Witam wszystkich.Ciekawy wątek.Kiedyś go już czytałem -ale z ciekawości.Dzisiaj powróciłem do niego z przymusu.
W niedziele 14.08.2011r moja koteczka o imieniu Mika.Kotka ma rok. Wyglądała sobie przez okna na świat.zauważyła kocura naszej sąsiadki,który spaceruje sobie pod oknami i Mika chciała się mu dokładnie przyjrzeć i nieopacznie za bardzo się wychyliła i spadła z parapetu na 1 piętrze.na szczęście nic jej się nie stało bo gdy tylko to zobaczyłem spojrzałem przez okno i kicia stała pod oknem.Zbiegłem na dół i chciałem ja spokojnie zabrać do domu.Mówię cicho:Mikusia chodź-a ta obróciła się i ucieka.Za blok,przez parking,trawnik i....w las.

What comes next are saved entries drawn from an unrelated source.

//! Player intents and their console syntax.
//!
//! ```text
//! join <name>     ready     move <x> <y>     run on|off     kill <id>
//! ```
//! Coordinates are in server units (meters).

use shared::{commands, MobId, ProtocolError};

#[derive(Debug, Clone, PartialEq)]
pub enum Intent {
    Join(String),
    Ready,
    Move(f32, f32),
    Run(bool),
    Kill(MobId),
}

/// Why a console line could not be turned into an [`Intent`].
#[derive(Debug, Clone, PartialEq, Eq, thiserror::Error)]
#[error("{0}")]
pub struct ParseIntentError(String);

impl Intent {
    pub fn parse(line: &str) -> Result<Self, ParseIntentError> {
        let mut words = line.split_whitespace();
        let command = words
            .next()
            .ok_or_else(|| ParseIntentError("empty command".to_string()))?;
        let args: Vec<&str> = words.collect();

        match (command, args.as_slice()) {
            ("join", [name]) => Ok(Intent::Join(name.to_string())),
            ("ready", []) => Ok(Intent::Ready),
            ("move", [x, y]) => Ok(Intent::Move(parse_arg(x)?, parse_arg(y)?)),
            ("run", ["on"]) => Ok(Intent::Run(true)),
            ("run", ["off"]) => Ok(Intent::Run(false)),
            ("kill", [id]) => Ok(Intent::Kill(parse_arg(id)?)),
            _ => Err(ParseIntentError(format!("unrecognized command: {}", line.trim()))),
        }
    }

    /// Frame ready to be sent to the server.
    pub fn encode(&self) -> Result<Vec<u8>, ProtocolError> {
        match self {
            Intent::Join(name) => commands::join_request(name),
            Intent::Ready => commands::player_ready(),
            Intent::Move(x, y) => commands::move_to(*x, *y),
            Intent::Run(run) => commands::set_running(*run),
            Intent::Kill(id) => commands::kill_request(*id),
        }
    }
}

fn parse_arg<T: std::str::FromStr>(word: &str) -> Result<T, ParseIntentError> {
    word.parse()
        .map_err(|_| ParseIntentError(format!("invalid argument: {}", word)))
}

pobiegłem za nią,by jej nie stracić z oczu.Jednak w miejscu,w którym wbiegła do lasu były zarośla i rzeczka.Wpadłem w nią jak śliwka w kompot i zanim się pozbierałem Mikusia znikła.Chodziłem po lesie wołałem jej ale nic.Cisza
Wróciłem do domu się przebrać i poszliśmy razem z żoną jej szukać i nic.przerwałem poszukiwania do wieczora.Wieczorem około 24 szukałem,po cichu wołałem.Zaglądałem pod samochody w pobliżu lasu.Koło śmietników i itp ale znów nic!Rano to samo.Wieczorem to samo.Rozwiesiłem ogłoszenia ze zdjęciem.Było dużo telefonów.Niektóre pomocne inne nie -ale liczy sie że ludzie czytają i reagują.I do dzisiaj nic.Jakaś Pani zadzwoniła wczoraj z rada żeby otworzyć okno w piwnicy mojego bloku.Tak zrobiłem.Na razie nic.I zaczynam powoli tracić wiarę że się znajdzie-choć we mnie jakiś głos podpowiada że wróci.Tylko kiedy.Martwi mnie to czy coś jej w tym lesie nie zjadło.U nas jest trochę lisów,kun i wszystko mogło się zdarzyć
Mikusia była-jest,naszym drugim kotem.Mamy w domu starszą od niej o rok kotkę Neske.Mika dołączyła do nas gdy miała około 2-3 miesięcy.jej mama zaginęła albo ją zostawiła.na początku było trudno ale potem się dograły.Obie są sobie bardzo bliskie.razem śpią,bawią się,rozrabiają i jedzą.wszystko zawsze razem.Od niedzieli Neska nie może się odnaleść.Chodzi po domu bez sensu.Pomiaukuje.jest bardzo przytulaśna-co do tej pory było u niej na dalszym planie.I czeka aż Mikusia wróci-chyba już jej się wydaje że to za długo trwa.Ja sam już tak za nią tęsknie że czasami łzy same cisną się do oczu
Mika nie jest typem kota do przytulania.Nie lubiła brania na ręce.Śmialiśmy sie z żoną że mamy w domu przeciwieństwo rasy ragdoll.Bo tamten wiotczeje wzięty na ręce a Mika sztywniała i na jej ogonku można było pranie wieszać
Ale gdy sama chciała się głaskać to przychodziła,zaczepiała i nie można było tego pozostawić bez reakcji.szczególnie nocą przychodziła do mnie,mruczało i wkładała łebek do otwartej dłoni żeby ja głaskać.Boże -jak ja tęsknie za nią !!!